On peut conclure à la survenance d’un événement imprévu et soudain sans qu’il soit nécessaire de prouver le caractère exceptionnel de la situation.
Ainsi, les situations suivantes peuvent être des événements imprévus et soudains;
a- changements significatifs dans les conditions de travail;
b- des efforts inhabituels;
c- utilisation d’une méthode de travail inadéquate;
d- un effort soutenu de courte durée;
e- microtraumatismes (succession de gestes bénins);
f- lésions psychologiques (harcèlement psychologique).
Aucune distinction n’est faite selon la nature de la cause, celle-ci pouvant être personnelle ou professionnelle.
Ainsi, les situations suivantes peuvent être des événements attribuables à toute cause;
a- l’agression d’un collègue de travail dans le cadre du travail;
b- une chute au travail;
c- l’évanouissement du travailleur.
(Il faut par contre vérifier la raison de l’agression ou du problème de santé.

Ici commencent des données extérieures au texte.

//! TCP Connect probing.
//!
//! Performs full TCP handshakes using the operating system's socket API.
//! No elevated privileges are needed. The connect future is wrapped in
//! `tokio::time::timeout`, so an expired attempt is dropped together with
//! its half-open socket, and an established stream is dropped before the
//! probe returns.

use crate::error::{ScanError, ScanResult};
use crate::scanner::traits::{PortResult, PortStatus, Scanner};
use crate::services::service_name;
use crate::types::Port;
use async_trait::async_trait;
use std::io;
use std::net::{IpAddr, SocketAddr};
use std::time::{Duration, Instant};
use tokio::net::TcpStream;
use tokio::time::timeout;
use tracing::debug;

/// TCP Connect Scanner bound to a single target.
#[derive(Debug, Clone)]
pub struct TcpConnectScanner {
    target: IpAddr,
    timeout: Duration,
}

impl TcpConnectScanner {
    /// Create a new TCP connect scanner.
    ///
    /// # Arguments
    /// * `target` - Target IP address to scan
    /// * `timeout` - Connection timeout per port
    pub fn new(target: IpAddr, timeout: Duration) -> Self {
        Self { target, timeout }
    }
}

#[async_trait]
impl Scanner for TcpConnectScanner {
    fn target(&self) -> IpAddr {
        self.target
    }

    fn timeout(&self) -> Duration {
        self.timeout
    }

    async fn scan_port(&self, port: Port) -> PortResult {
        let addr = SocketAddr::new(self.target, port.as_u16());
        let service = service_name(port.as_u16());

        let result = match connect(addr, self.timeout).await {
            Ok(elapsed) => PortResult::new(port, PortStatus::Open, service)
                .with_response_time(elapsed.as_millis() as u64),
            Err(e) => PortResult::new(port, status_for(&e), service),
        };

        debug!(%addr, status = %result.status, "port probed");
        result
    }
}

/// Probe one `host:port` with a bounded connect.
pub async fn probe(host: IpAddr, port: Port, connect_timeout: Duration) -> PortResult {
    TcpConnectScanner::new(host, connect_timeout)
        .scan_port(port)
        .await
}

/// Complete a TCP handshake with `addr` within `connect_timeout`.
///
/// Returns the handshake time. The stream is closed before returning.
pub async fn connect(addr: SocketAddr, connect_timeout: Duration) -> ScanResult<Duration> {
    let start = Instant::now();
    match timeout(connect_timeout, TcpStream::connect(addr)).await {
        Ok(Ok(stream)) => {
            let elapsed = start.elapsed();
            drop(stream);
            Ok(elapsed)
        }
        Ok(Err(e)) => Err(classify(e)),
        Err(_) => Err(ScanError::Timeout),
    }
}

fn classify(e: io::Error) -> ScanError {
    match e.kind() {
        io::ErrorKind::ConnectionRefused | io::ErrorKind::ConnectionReset => {
            ScanError::ConnectionRefused
        }
        io::ErrorKind::TimedOut => ScanError::Timeout,
        io::ErrorKind::HostUnreachable | io::ErrorKind::NetworkUnreachable => {
            ScanError::Unreachable(e.to_string())
        }
        _ => {
            // Platforms that don't map the errno to a kind still say so in the message.
            let message = e.to_string();
            let lowered = message.to_lowercase();
            if lowered.contains("unreachable") || lowered.contains("no route to host") {
                ScanError::Unreachable(message)
            } else {
                ScanError::ConnectionFailed(message)
            }
        }
    }
}

fn status_for(error: &ScanError) -> PortStatus {
    match error {
        ScanError::ConnectionRefused => PortStatus::Closed,
        ScanError::Timeout | ScanError::Unreachable(_) => PortStatus::Filtered,
        ScanError::ConnectionFailed(_) | ScanError::FacilityUnavailable(_) => PortStatus::Closed,
    }
}
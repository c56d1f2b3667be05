//! Serve subcommand implementation.

use crate::api::ScanService;
use crate::config::Settings;
use crate::error::CliResult;
use crate::output;
use crate::server;
use clap::Parser;
use std::net::SocketAddr;
use std::sync::Arc;
use tracing::{info, warn};

/// Serve the JSON scan endpoints.
#[derive(Parser, Debug)]
pub struct ServeCommand {
    /// Address to listen on (default from settings, 127.0.0.1:8787)
    #[arg(short, long, env = "RANGESCAN_LISTEN", value_name = "ADDR")]
    pub listen: Option<SocketAddr>,
}

impl ServeCommand {
    /// Execute the serve command. Runs until Ctrl-C.
    pub async fn execute(&self, settings: Settings, quiet: bool) -> CliResult<()> {
        let addr = self.listen.unwrap_or(settings.listen_addr);
        let service = Arc::new(ScanService::new(settings));

        if !quiet {
            output::print_info(&format!("Serving scan-hosts and scan-ports on http://{addr}"));
        }
        server::serve(service, addr, shutdown_signal()).await
    }
}

async fn shutdown_signal() {
    if let Err(e) = tokio::signal::ctrl_c().await {
        warn!(error = %e, "could not listen for ctrl-c");
        std::future::pending::<()>().await;
    }
    info!("shutdown requested");
}
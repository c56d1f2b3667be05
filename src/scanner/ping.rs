//! ICMP reachability through the system `ping` utility.
//!
//! Raw ICMP sockets need privileges, so the echo request is delegated to the
//! OS `ping` binary. The facility reports whether it actually ran: a missing
//! binary or a ping that lacks socket permission is not a verdict about the
//! target, and the liveness prober reacts to it by switching to TCP.

use async_trait::async_trait;
use std::net::IpAddr;
use std::process::Stdio;
use std::time::Duration;
use tokio::process::Command;
use tokio::time::timeout;

/// Outcome of one ping invocation.
#[derive(Debug, Clone, PartialEq)]
pub enum PingOutcome {
    /// The facility ran and produced a verdict.
    Ran {
        reachable: bool,
        /// Round-trip time reported by the facility, if any.
        rtt: Option<Duration>,
    },
    /// The facility could not be used at all.
    CouldNotRun(String),
}

/// An ICMP echo facility.
#[async_trait]
pub trait PingFacility: Send + Sync {
    /// Send one echo request to `addr`, waiting at most `wait` for a reply.
    async fn ping(&self, addr: IpAddr, wait: Duration) -> PingOutcome;
}

/// Runs the operating system's `ping` command.
#[derive(Debug, Clone)]
pub struct SystemPing {
    program: String,
}

impl SystemPing {
    /// Use `ping` from `PATH`.
    pub fn new() -> Self {
        Self::with_program("ping")
    }

    /// Use a specific ping executable.
    pub fn with_program(program: impl Into<String>) -> Self {
        Self {
            program: program.into(),
        }
    }
}

impl Default for SystemPing {
    fn default() -> Self {
        Self::new()
    }
}

#[async_trait]
impl PingFacility for SystemPing {
    async fn ping(&self, addr: IpAddr, wait: Duration) -> PingOutcome {
        let mut command = Command::new(&self.program);
        command
            .args(ping_args(addr, wait))
            .stdin(Stdio::null())
            .kill_on_drop(true);

        // Grace second on top of ping's own deadline; the child is killed on expiry.
        let output = match timeout(wait + Duration::from_secs(1), command.output()).await {
            Ok(Ok(output)) => output,
            Ok(Err(e)) => return PingOutcome::CouldNotRun(format!("{}: {}", self.program, e)),
            Err(_) => {
                return PingOutcome::Ran {
                    reachable: false,
                    rtt: None,
                }
            }
        };

        if output.status.success() {
            return PingOutcome::Ran {
                reachable: true,
                rtt: parse_rtt(&String::from_utf8_lossy(&output.stdout)),
            };
        }

        let stderr = String::from_utf8_lossy(&output.stderr);
        if lacks_privilege(&stderr) {
            PingOutcome::CouldNotRun(stderr.trim().to_string())
        } else {
            PingOutcome::Ran {
                reachable: false,
                rtt: None,
            }
        }
    }
}

/// Whole seconds to wait, rounded up, never zero.
fn wait_secs(wait: Duration) -> u64 {
    wait.as_millis().div_ceil(1000).max(1) as u64
}

#[cfg(target_os = "windows")]
fn ping_args(addr: IpAddr, wait: Duration) -> Vec<String> {
    vec![
        "-n".to_string(),
        "1".to_string(),
        "-w".to_string(),
        (wait_secs(wait) * 1000).to_string(),
        addr.to_string(),
    ]
}

#[cfg(target_os = "macos")]
fn ping_args(addr: IpAddr, wait: Duration) -> Vec<String> {
    vec![
        "-c".to_string(),
        "1".to_string(),
        "-t".to_string(),
        wait_secs(wait).to_string(),
        addr.to_string(),
    ]
}

#[cfg(not(any(target_os = "windows", target_os = "macos")))]
fn ping_args(addr: IpAddr, wait: Duration) -> Vec<String> {
    vec![
        "-c".to_string(),
        "1".to_string(),
        "-W".to_string(),
        wait_secs(wait).to_string(),
        addr.to_string(),
    ]
}

/// Extract `time=12.3 ms` from ping output.
fn parse_rtt(stdout: &str) -> Option<Duration> {
    let start = stdout.find("time=")? + "time=".len();
    let number: String = stdout[start..]
        .chars()
        .take_while(|c| c.is_ascii_digit() || *c == '.')
        .collect();
    let millis: f64 = number.parse().ok()?;
    Some(Duration::from_micros((millis * 1000.0).round() as u64))
}

fn lacks_privilege(stderr: &str) -> bool {
    let stderr = stderr.to_lowercase();
    ["operation not permitted", "permission denied", "are you root"]
        .iter()
        .any(|needle| stderr.contains(needle))
}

Par exemple, en situation d’agression, si un travailleur agresse un collègue au travail, au motif que ce dernier ne lui rembourse pas de l’argent prêté lorsqu’ils jouaient aux cartes à leurs domiciles, alors il ne s’agit pas d’un accident du travail. Par contre, si un travailleur agresse un collègue au travail au motif que ce dernier ne respecte pas les directives de sécurité au travail, il s’agit là d’un accident de travail).
Cette expression est assez simple à démontrer en ce qu’il s’agit de tout événement imprévu et soudain qui survient lors de l’exécution du travail ou des tâches habituelles du travailleur.
Ce critère trouve application surtout lorsque l’événement ne se produit pas directement au travail mais plutôt à l’occasion d’activités présentant une certaine connexité avec le travail.
Pour déterminer si un événement est survenu « à l’occasion du travail » mais pas dans les lieux du travail, ou aux heures de travail, on doit examiner :
a- le lieu de l’événement;
b- le moment de l’événement;
c- la rémunération de l’activité exercée par le travailleur au moment de l’événement;
d- l’existence de la subordination de l’employé lorsque l’événement est survenu;
e- le caractère de connexité ou d’utilité relative de l’activité avec le travail.
La maladie professionnelle est;
« une maladie contractée par le fait ou à l’occasion du travail et qui est caractéristique de ce travail ou reliée directement aux risques particuliers de ce travail ».
La loi énumère un certain nombre de ces maladies professionnelles qui sont en lien avec des activités de travail spécifiques. L’énumération de ces maladies est à l’annexe 1 de la Loi. Si le travailleur souffre d’une de ces maladies et qu’il exerce le travail qui y est décrit, il y a une présomption qu’il s’agit d’une maladie professionnelle.
Mais il ne s’agit là que d’une présomption.
En effet, même si la maladie est ainsi énumérée, il faut quand même faire la preuve du travail effectué.
Exemple :
Maladie | Travail |
Tendinite | un travail impliquant des répétitions de mouvements ou de pressions sur des périodes de temps prolongées |
Dans cette situation, il y a une présomption que la tendinite du travailleur, si son travail implique des répétitions de mouvements, est une maladie professionnelle.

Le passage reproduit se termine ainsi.